Performance research and runtime-core scaffolding for long-lived AI interfaces: append-heavy, viewport-centric surfaces such as chat sessions, agent traces, coding assistants, logs, and review workspaces.
This is not a production UI framework. It is a measured portfolio/research project that studies why long-running AI surfaces can become interaction-sensitive, then derives a worker-resident runtime direction from controlled evidence.
- What it is: a research-backed OSS / portfolio engineering asset for long-lived AI surfaces.
- Problem studied: append-heavy, viewport-centric, tail-mutating AI workloads can stress document/tree-oriented DOM or VDOM ownership models.
- Technical direction: worker-resident ownership/offload, transaction scheduling, and bounded projection commit.
- Evidence: controlled P1 benchmarks plus synthetic P5 scheduling-delay proxy evidence support reducing and localizing main-thread blocking under these workloads.
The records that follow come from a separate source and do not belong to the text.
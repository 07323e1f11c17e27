//! Transient request structs consumed once by handler operations.

use std::collections::BTreeMap;

use time::OffsetDateTime;

use crate::domain::content::Field;
use crate::domain::location::{SortField, SortOrder};
use crate::domain::relation::RelationType;
use crate::domain::types::{
    ContentId, ContentTypeId, FieldDefinitionId, LanguageId, LocationId, SectionId, UserId,
    VersionNo,
};

/// Request to create a new content item with its first version.
#[derive(Debug, Clone)]
pub struct CreateStruct {
    /// Per-language display names.
    pub name: BTreeMap<String, String>,
    pub content_type_id: ContentTypeId,
    pub section_id: SectionId,
    pub owner_id: UserId,
    pub fields: Vec<Field>,
    /// Parent placements, staged as node assignments until publish.
    pub locations: Vec<LocationCreateStruct>,
    pub always_available: bool,
    pub remote_id: String,
    pub initial_language_code: String,
    pub modified: OffsetDateTime,
}

/// Request to update the fields and names of one draft version.
#[derive(Debug, Clone)]
pub struct UpdateStruct {
    pub name: BTreeMap<String, String>,
    pub creator_id: UserId,
    pub fields: Vec<Field>,
    pub modification_date: OffsetDateTime,
    pub initial_language_code: String,
}

/// Request to update content-level metadata only.
#[derive(Debug, Clone, Default)]
pub struct MetadataUpdateStruct {
    pub owner_id: Option<UserId>,
    pub name: Option<String>,
    pub publication_date: Option<OffsetDateTime>,
    pub modification_date: Option<OffsetDateTime>,
    pub main_language_id: Option<LanguageId>,
    pub always_available: Option<bool>,
    pub remote_id: Option<String>,
}

/// Request to place a content item at a new position in the tree.
#[derive(Debug, Clone)]
pub struct LocationCreateStruct {
    pub priority: i32,
    pub hidden: bool,
    pub invisible: bool,
    pub remote_id: String,
    pub content_id: ContentId,
    pub content_version_no: VersionNo,
    pub parent_id: LocationId,
    pub path_identification_string: Option<String>,
    pub sort_field: SortField,
    pub sort_order: SortOrder,
    /// Whether the created node becomes the content's main location.
    pub is_main: bool,
}

/// Request to update non-structural attributes of an existing location.
#[derive(Debug, Clone)]
pub struct LocationUpdateStruct {
    pub priority: i32,
    pub remote_id: String,
    pub sort_field: SortField,
    pub sort_order: SortOrder,
}

/// Request to create a relation edge.
#[derive(Debug, Clone)]
pub struct RelationCreateStruct {
    pub source_content_id: ContentId,
    pub source_content_version_no: VersionNo,
    pub source_field_definition_id: Option<FieldDefinitionId>,
    pub destination_content_id: ContentId,
    pub relation_type: RelationType,
}
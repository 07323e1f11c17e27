//! Location row-to-domain transformation.

use uuid::Uuid;

use crate::application::gateway::LocationRow;
use crate::domain::location::Location;
use crate::domain::structs::LocationCreateStruct;

#[derive(Debug, Clone, Default)]
pub struct LocationMapper;

impl LocationMapper {
    pub fn new() -> Self {
        Self
    }

    pub fn create_location_from_row(&self, row: &LocationRow) -> Location {
        Location {
            id: row.node_id,
            priority: row.priority,
            hidden: row.hidden,
            invisible: row.invisible,
            remote_id: row.remote_id.clone(),
            content_id: row.content_id,
            content_version_no: row.content_version_no,
            parent_id: row.parent_id,
            path_identification_string: row.path_identification_string.clone(),
            path_string: row.path_string.clone(),
            depth: row.depth,
            sort_field: row.sort_field,
            sort_order: row.sort_order,
            main_location_id: row.main_node_id,
        }
    }

    pub fn create_locations_from_rows(&self, rows: &[LocationRow]) -> Vec<Location> {
        rows.iter()
            .map(|row| self.create_location_from_row(row))
            .collect()
    }

    /// Derive a create struct that re-creates the given node elsewhere.
    /// Content, parent and main flags are patched by the caller; a fresh
    /// remote id keeps the copy distinct from its source.
    pub fn create_struct_from_row(&self, row: &LocationRow) -> LocationCreateStruct {
        LocationCreateStruct {
            priority: row.priority,
            hidden: row.hidden,
            invisible: row.invisible,
            remote_id: Uuid::new_v4().simple().to_string(),
            content_id: row.content_id,
            content_version_no: row.content_version_no,
            parent_id: row.parent_id,
            path_identification_string: if row.path_identification_string.is_empty() {
                None
            } else {
                Some(row.path_identification_string.clone())
            },
            sort_field: row.sort_field,
            sort_order: row.sort_order,
            is_main: false,
        }
    }
}
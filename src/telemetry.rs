use std::sync::Once;

use metrics::{Unit, describe_counter};
use thiserror::Error;
use tracing_error::ErrorLayer;
use tracing_subscriber::{
    EnvFilter, fmt,
    layer::{Layer, SubscriberExt},
    util::SubscriberInitExt,
};

use crate::config::{LogFormat, LoggingSettings};

static METRIC_DESCRIPTIONS: Once = Once::new();

#[derive(Debug, Error)]
pub enum TelemetryError {
    #[error("failed to install tracing subscriber: {0}")]
    Subscriber(String),
}

/// Install a global tracing subscriber using the provided logging settings.
pub fn init(logging: &LoggingSettings) -> Result<(), TelemetryError> {
    describe_metrics();

    let env_filter = EnvFilter::builder()
        .with_default_directive(logging.level.into())
        .from_env_lossy();

    let fmt_layer = match logging.format {
        LogFormat::Json => fmt::layer()
            .json()
            .with_current_span(true)
            .with_span_list(true)
            .with_target(true)
            .boxed(),
        LogFormat::Compact => fmt::layer().compact().with_target(true).boxed(),
    };

    tracing_subscriber::registry()
        .with(env_filter)
        .with(ErrorLayer::default())
        .with(fmt_layer)
        .try_init()
        .map_err(|err| TelemetryError::Subscriber(err.to_string()))
}

fn describe_metrics() {
    METRIC_DESCRIPTIONS.call_once(|| {
        describe_counter!(
            "strato_content_publish_total",
            Unit::Count,
            "Total number of published content versions."
        );
        describe_counter!(
            "strato_subtree_removal_total",
            Unit::Count,
            "Total number of removed location subtrees."
        );
        describe_counter!(
            "strato_subtree_copy_total",
            Unit::Count,
            "Total number of copied location subtrees."
        );
        describe_counter!(
            "strato_field_external_store_total",
            Unit::Count,
            "Total number of external field-storage writes."
        );
    });
}
/// orbitfield Web - the orbiting-shapes scene for browser canvases
///
/// `WebScene` is the handle a page drives directly; `start` wires one up to a
/// canvas with window listeners and an animation-frame loop.
use orbitfield_core::{panel, FrameBuffer, FrameClock, Rgb, Scene, SceneConfig};
use wasm_bindgen::prelude::*;

pub mod pixels;

#[cfg(target_arch = "wasm32")]
mod app;

#[cfg(target_arch = "wasm32")]
pub use app::start;

/// Device pixels per framebuffer cell; the canvas is stretched by CSS.
pub const RENDER_SCALE: f64 = 2.0;

/// CSS pixels covered by one framebuffer cell at `device_pixel_ratio`.
/// Re-read on every resize, since the ratio changes with zoom and monitor.
pub fn cell_css_size(device_pixel_ratio: f64) -> f64 {
    let ratio = if device_pixel_ratio.is_finite() && device_pixel_ratio > 0.0 {
        device_pixel_ratio
    } else {
        1.0
    };
    RENDER_SCALE / ratio
}

/// Framebuffer extent for a CSS length, never zero.
pub fn buffer_extent(css_pixels: f64, device_pixel_ratio: f64) -> u32 {
    let cells = css_pixels / cell_css_size(device_pixel_ratio);
    if cells.is_finite() {
        (cells as u32).max(1)
    } else {
        1
    }
}

#[wasm_bindgen]
pub struct WebScene {
    scene: Scene,
    frame: FrameBuffer,
    clock: FrameClock,
    pixels: Vec<u8>,
}

#[wasm_bindgen]
impl WebScene {
    /// Stock scene for a `width x height` pixel buffer.
    #[wasm_bindgen(constructor)]
    pub fn new(width: u32, height: u32) -> WebScene {
        Self::build(&SceneConfig::default(), width, height)
    }

    /// Scene built from a TOML config string.
    pub fn with_config(config: &str, width: u32, height: u32) -> Result<WebScene, JsValue> {
        let config = SceneConfig::from_toml(config).map_err(to_js)?;
        Ok(Self::build(&config, width, height))
    }

    pub fn width(&self) -> u32 {
        self.frame.width() as u32
    }

    pub fn height(&self) -> u32 {
        self.frame.height() as u32
    }

    pub fn resize(&mut self, width: u32, height: u32) {
        self.scene.on_resize(width, height);
        self.frame.resize(width as usize, height as usize);
    }

    /// Wheel event `deltaY`.
    pub fn wheel(&mut self, delta_y: f32) {
        self.scene.on_wheel(delta_y);
    }

    /// Pointer position in buffer pixels.
    pub fn pointer_move(&mut self, x: f32, y: f32) {
        self.scene.on_pointer_move(x, y);
    }

    /// Advance and draw one frame; `now_ms` is a `performance.now()` stamp.
    pub fn frame(&mut self, now_ms: f64) {
        let dt = self.clock.delta(now_ms / 1000.0);
        self.scene.frame(dt);
        self.scene.render(&mut self.frame);
        pixels::write_rgba(
            &self.frame,
            self.scene.material.color,
            self.scene.particles.color,
            &mut self.pixels,
        );
    }

    /// RGBA bytes of the last frame, row-major.
    pub fn pixels(&self) -> Vec<u8> {
        self.pixel_slice().to_vec()
    }

    pub fn color(&self) -> String {
        self.scene.material.color.to_string()
    }

    /// Set the material color from `#rrggbb`.
    pub fn set_color(&mut self, hex: &str) -> Result<(), JsValue> {
        let color: Rgb = hex.parse().map_err(to_js)?;
        self.scene.material.color = color;
        tracing::debug!(%color, "material color set");
        Ok(())
    }

    pub fn metalness(&self) -> f32 {
        self.scene.material.metalness
    }

    /// Set metalness, clamped to [0, 1] in steps of 0.01.
    pub fn set_metalness(&mut self, value: f32) {
        panel::set_metalness(&mut self.scene.material, value);
    }

    pub fn speed(&self) -> f32 {
        self.scene.angular().speed
    }

    pub fn rotation(&self) -> f32 {
        self.scene.angular().rotation
    }
}

impl WebScene {
    fn build(config: &SceneConfig, width: u32, height: u32) -> Self {
        Self {
            scene: Scene::new(config, width, height, 1.0),
            frame: FrameBuffer::new(width as usize, height as usize),
            clock: FrameClock::new(),
            pixels: Vec::new(),
        }
    }

    pub(crate) fn pixel_slice(&self) -> &[u8] {
        &self.pixels
    }
}

fn to_js(err: impl std::fmt::Display) -> JsValue {
    JsValue::from_str(&err.to_string())
}

#[wasm_bindgen(start)]
pub fn main() -> Result<(), JsValue> {
    console_error_panic_hook::set_once();
    // tracing falls back to `log` records when no subscriber is installed
    if let Err(err) = console_log::init_with_level(log::Level::Info) {
        return Err(to_js(err));
    }
    Ok(())
}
- Boundary: not a production UI, not browser-level INP or Event Timing evidence, not real product superiority, and not P4/WebGPU or P7 productization.
Streaming UI Runtime is a research-backed OSS / portfolio engineering asset for long-lived AI surfaces. It studies the workload-architecture mismatch between append-heavy, viewport-centric, tail-mutating AI workloads and document/tree-oriented DOM or VDOM UI stacks.
The runtime direction is worker-resident logical ownership, transaction scheduling, and bounded viewport projection. The main thread still matters, but the intended role is bounded projection commit rather than ownership of all session-scale logical work.
- Not a production AI chat UI.
- Not a productized Agent Trace Viewer.
- Not a commercial product.
- Not a WebGPU-first renderer.
- Not browser-level INP or Event Timing evidence.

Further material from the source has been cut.